**Instructions for the task:** Below are records; transcribe each one exactly.

**Data for analysis:**
☆ ☆ ☆ ☆ ☆ ☆ ☆

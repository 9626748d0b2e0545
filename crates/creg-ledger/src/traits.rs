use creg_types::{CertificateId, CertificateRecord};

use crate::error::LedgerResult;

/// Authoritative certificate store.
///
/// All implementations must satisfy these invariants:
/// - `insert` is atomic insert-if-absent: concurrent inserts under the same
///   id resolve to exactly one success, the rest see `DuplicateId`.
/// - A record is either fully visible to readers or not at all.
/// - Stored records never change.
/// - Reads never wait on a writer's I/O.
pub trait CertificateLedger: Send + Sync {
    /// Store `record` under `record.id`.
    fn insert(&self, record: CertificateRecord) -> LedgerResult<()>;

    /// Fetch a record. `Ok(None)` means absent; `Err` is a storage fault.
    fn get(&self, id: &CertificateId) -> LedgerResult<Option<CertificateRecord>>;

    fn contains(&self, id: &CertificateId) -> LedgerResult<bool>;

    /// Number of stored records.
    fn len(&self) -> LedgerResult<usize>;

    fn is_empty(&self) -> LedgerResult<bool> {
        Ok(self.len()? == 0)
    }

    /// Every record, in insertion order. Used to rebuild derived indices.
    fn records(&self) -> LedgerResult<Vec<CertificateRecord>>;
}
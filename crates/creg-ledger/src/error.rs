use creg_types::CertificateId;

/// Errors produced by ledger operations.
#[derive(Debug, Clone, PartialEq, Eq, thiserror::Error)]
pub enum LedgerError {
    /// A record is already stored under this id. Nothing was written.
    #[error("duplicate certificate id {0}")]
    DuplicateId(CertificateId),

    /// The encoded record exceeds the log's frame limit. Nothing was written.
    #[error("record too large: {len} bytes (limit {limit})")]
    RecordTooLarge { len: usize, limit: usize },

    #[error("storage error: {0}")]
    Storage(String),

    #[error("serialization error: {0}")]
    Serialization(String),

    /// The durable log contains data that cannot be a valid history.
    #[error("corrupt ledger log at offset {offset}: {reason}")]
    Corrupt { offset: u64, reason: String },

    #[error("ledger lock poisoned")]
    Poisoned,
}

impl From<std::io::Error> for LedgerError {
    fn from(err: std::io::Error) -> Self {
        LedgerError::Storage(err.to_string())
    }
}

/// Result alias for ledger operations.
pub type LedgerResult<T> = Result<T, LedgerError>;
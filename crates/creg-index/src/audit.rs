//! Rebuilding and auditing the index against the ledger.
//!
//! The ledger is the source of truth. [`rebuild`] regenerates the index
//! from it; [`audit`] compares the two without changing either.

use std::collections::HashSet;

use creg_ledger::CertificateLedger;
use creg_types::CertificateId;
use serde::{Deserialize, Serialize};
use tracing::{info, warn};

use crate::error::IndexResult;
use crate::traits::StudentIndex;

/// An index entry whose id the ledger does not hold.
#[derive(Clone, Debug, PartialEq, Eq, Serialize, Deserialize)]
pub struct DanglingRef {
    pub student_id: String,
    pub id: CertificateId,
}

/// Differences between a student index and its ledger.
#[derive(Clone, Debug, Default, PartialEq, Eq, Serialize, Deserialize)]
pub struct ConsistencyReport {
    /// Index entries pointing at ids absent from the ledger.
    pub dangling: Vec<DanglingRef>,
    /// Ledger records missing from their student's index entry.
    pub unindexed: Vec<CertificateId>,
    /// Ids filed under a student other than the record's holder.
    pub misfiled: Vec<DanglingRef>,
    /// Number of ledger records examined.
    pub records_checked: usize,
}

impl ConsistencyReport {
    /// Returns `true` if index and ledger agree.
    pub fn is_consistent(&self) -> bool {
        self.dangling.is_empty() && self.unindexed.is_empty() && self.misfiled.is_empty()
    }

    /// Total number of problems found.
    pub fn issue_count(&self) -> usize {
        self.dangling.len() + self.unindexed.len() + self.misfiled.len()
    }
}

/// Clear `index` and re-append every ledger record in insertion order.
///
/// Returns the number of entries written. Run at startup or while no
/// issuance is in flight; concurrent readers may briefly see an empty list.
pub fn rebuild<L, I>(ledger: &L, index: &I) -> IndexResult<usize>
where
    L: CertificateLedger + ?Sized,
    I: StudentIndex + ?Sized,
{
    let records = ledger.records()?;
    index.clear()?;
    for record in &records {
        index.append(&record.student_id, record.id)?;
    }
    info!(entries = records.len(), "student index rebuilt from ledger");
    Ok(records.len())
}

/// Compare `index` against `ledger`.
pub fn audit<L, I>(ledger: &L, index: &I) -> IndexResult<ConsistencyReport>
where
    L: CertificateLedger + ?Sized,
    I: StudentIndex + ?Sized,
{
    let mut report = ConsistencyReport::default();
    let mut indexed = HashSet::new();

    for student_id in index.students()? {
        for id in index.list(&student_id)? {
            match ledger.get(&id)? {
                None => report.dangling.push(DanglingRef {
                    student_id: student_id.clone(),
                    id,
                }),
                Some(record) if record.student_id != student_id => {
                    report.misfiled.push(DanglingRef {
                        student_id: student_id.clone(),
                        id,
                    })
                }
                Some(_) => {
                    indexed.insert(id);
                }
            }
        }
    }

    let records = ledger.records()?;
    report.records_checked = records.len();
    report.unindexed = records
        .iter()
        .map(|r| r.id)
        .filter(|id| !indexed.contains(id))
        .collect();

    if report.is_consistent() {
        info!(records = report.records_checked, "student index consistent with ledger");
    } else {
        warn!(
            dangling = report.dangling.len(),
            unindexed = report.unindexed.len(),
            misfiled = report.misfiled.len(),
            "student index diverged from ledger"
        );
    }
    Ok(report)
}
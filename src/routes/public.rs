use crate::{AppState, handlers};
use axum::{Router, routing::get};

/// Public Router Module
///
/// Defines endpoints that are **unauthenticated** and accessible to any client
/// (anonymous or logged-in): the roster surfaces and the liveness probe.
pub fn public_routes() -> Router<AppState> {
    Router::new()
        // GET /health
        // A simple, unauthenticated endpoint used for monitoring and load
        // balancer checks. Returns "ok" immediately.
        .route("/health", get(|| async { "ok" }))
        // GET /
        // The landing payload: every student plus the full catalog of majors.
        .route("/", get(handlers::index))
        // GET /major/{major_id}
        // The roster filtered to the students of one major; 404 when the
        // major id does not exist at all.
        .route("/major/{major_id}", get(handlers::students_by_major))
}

☆ ☆ ☆ ☆ ☆ ☆ ☆

**Reply:**
repository 9626748d0b2e0545
filename crates/creg-ledger/src/traits.rs
use creg_types::{CertificateId, CertificateRecord};

use crate::error::LedgerResult;

/// Authoritative certificate store.
///
/// All implementations must satisfy these invariants:
/// - `insert` is atomic insert-if-absent: concurrent inserts under the same
///   id resolve to exactly one success, the rest see `DuplicateId`.
/// - A record is either fully visible to readers or not at all.
/// - Stored records never change.
/// - Reads never wait on a writer's I/O.
pub trait CertificateLedger: Send + Sync {
    /// Store `record` under `record.id`.
    fn insert(&self, record: CertificateRecord) -> LedgerResult<()>;

    /// Fetch a record. `Ok(None)` means absent; `Err` is a storage fault.
    fn get(&self, id: &CertificateId) -> LedgerResult<Option<CertificateRecord>>;

    fn contains(&self, id: &CertificateId) -> LedgerResult<bool>;

    /// Number of stored records.
    fn len(&self) -> LedgerResult<usize>;

    fn is_empty(&self) -> LedgerResult<bool> {
        Ok(self.len()? == 0)
    }

    /// Every record, in insertion order. Used to rebuild derived indices.
    fn records(&self) -> LedgerResult<Vec<CertificateRecord>>;
}
filename crates/creg-ledger/src/error.rs
use creg_types::CertificateId;

/// Errors produced by ledger operations.
#[derive(Debug, Clone, PartialEq, Eq, thiserror::Error)]
pub enum LedgerError {
    /// A record is already stored under this id. Nothing was written.
    #[error("duplicate certificate id {0}")]
    DuplicateId(CertificateId),

    /// The encoded record exceeds the log's frame limit. Nothing was written.
    #[error("record too large: {len} bytes (limit {limit})")]
    RecordTooLarge { len: usize, limit: usize },

    #[error("storage error: {0}")]
    Storage(String),

    #[error("serialization error: {0}")]
    Serialization(String),

    /// The durable log contains data that cannot be a valid history.
    #[error("corrupt ledger log at offset {offset}: {reason}")]
    Corrupt { offset: u64, reason: String },

    #[error("ledger lock poisoned")]
    Poisoned,
}

impl From<std::io::Error> for LedgerError {
    fn from(err: std::io::Error) -> Self {
        LedgerError::Storage(err.to_string())
    }
}

/// Result alias for ledger operations.
pub type LedgerResult<T> = Result<T, LedgerError>;
filename crates/creg-index/src/audit.rs
//! Rebuilding and auditing the index against the ledger.
//!
//! The ledger is the source of truth. [`rebuild`] regenerates the index
//! from it; [`audit`] compares the two without changing either.

use std::collections::HashSet;

use creg_ledger::CertificateLedger;
use creg_types::CertificateId;
use serde::{Deserialize, Serialize};
use tracing::{info, warn};

use crate::error::IndexResult;
use crate::traits::StudentIndex;

/// An index entry whose id the ledger does not hold.
#[derive(Clone, Debug, PartialEq, Eq, Serialize, Deserialize)]
pub struct DanglingRef {
    pub student_id: String,
    pub id: CertificateId,
}

/// Differences between a student index and its ledger.
#[derive(Clone, Debug, Default, PartialEq, Eq, Serialize, Deserialize)]
pub struct ConsistencyReport {
    /// Index entries pointing at ids absent from the ledger.
    pub dangling: Vec<DanglingRef>,
    /// Ledger records missing from their student's index entry.
    pub unindexed: Vec<CertificateId>,
    /// Ids filed under a student other than the record's holder.
    pub misfiled: Vec<DanglingRef>,
    /// Number of ledger records examined.
    pub records_checked: usize,
}

impl ConsistencyReport {
    /// Returns `true` if index and ledger agree.
    pub fn is_consistent(&self) -> bool {
        self.dangling.is_empty() && self.unindexed.is_empty() && self.misfiled.is_empty()
    }

    /// Total number of problems found.
    pub fn issue_count(&self) -> usize {
        self.dangling.len() + self.unindexed.len() + self.misfiled.len()
    }
}

/// Clear `index` and re-append every ledger record in insertion order.
///
/// Returns the number of entries written. Run at startup or while no
/// issuance is in flight; concurrent readers may briefly see an empty list.
pub fn rebuild<L, I>(ledger: &L, index: &I) -> IndexResult<usize>
where
    L: CertificateLedger + ?Sized,
    I: StudentIndex + ?Sized,
{
    let records = ledger.records()?;
    index.clear()?;
    for record in &records {
        index.append(&record.student_id, record.id)?;
    }
    info!(entries = records.len(), "student index rebuilt from ledger");
    Ok(records.len())
}

/// Compare `index` against `ledger`.
pub fn audit<L, I>(ledger: &L, index: &I) -> IndexResult<ConsistencyReport>
where
    L: CertificateLedger + ?Sized,
    I: StudentIndex + ?Sized,
{
    let mut report = ConsistencyReport::default();
    let mut indexed = HashSet::new();

    for student_id in index.students()? {
        for id in index.list(&student_id)? {
            match ledger.get(&id)? {
                None => report.dangling.push(DanglingRef {
                    student_id: student_id.clone(),
                    id,
                }),
                Some(record) if record.student_id != student_id => {
                    report.misfiled.push(DanglingRef {
                        student_id: student_id.clone(),
                        id,
                    })
                }
                Some(_) => {
                    indexed.insert(id);
                }
            }
        }
    }

    let records = ledger.records()?;
    report.records_checked = records.len();
    report.unindexed = records
        .iter()
        .map(|r| r.id)
        .filter(|id| !indexed.contains(id))
        .collect();

    if report.is_consistent() {
        info!(records = report.records_checked, "student index consistent with ledger");
    } else {
        warn!(
            dangling = report.dangling.len(),
            unindexed = report.unindexed.len(),
            misfiled = report.misfiled.len(),
            "student index diverged from ledger"
        );
    }
    Ok(report)
}
filename src/routes/public.rs
use crate::{AppState, handlers};
use axum::{Router, routing::get};

/// Public Router Module
///
/// Defines endpoints that are **unauthenticated** and accessible to any client
/// (anonymous or logged-in): the roster surfaces and the liveness probe.
pub fn public_routes() -> Router<AppState> {
    Router::new()
        // GET /health
        // A simple, unauthenticated endpoint used for monitoring and load
        // balancer checks. Returns "ok" immediately.
        .route("/health", get(|| async { "ok" }))
        // GET /
        // The landing payload: every student plus the full catalog of majors.
        .route("/", get(handlers::index))
        // GET /major/{major_id}
        // The roster filtered to the students of one major; 404 when the
        // major id does not exist at all.
        .route("/major/{major_id}", get(handlers::students_by_major))
}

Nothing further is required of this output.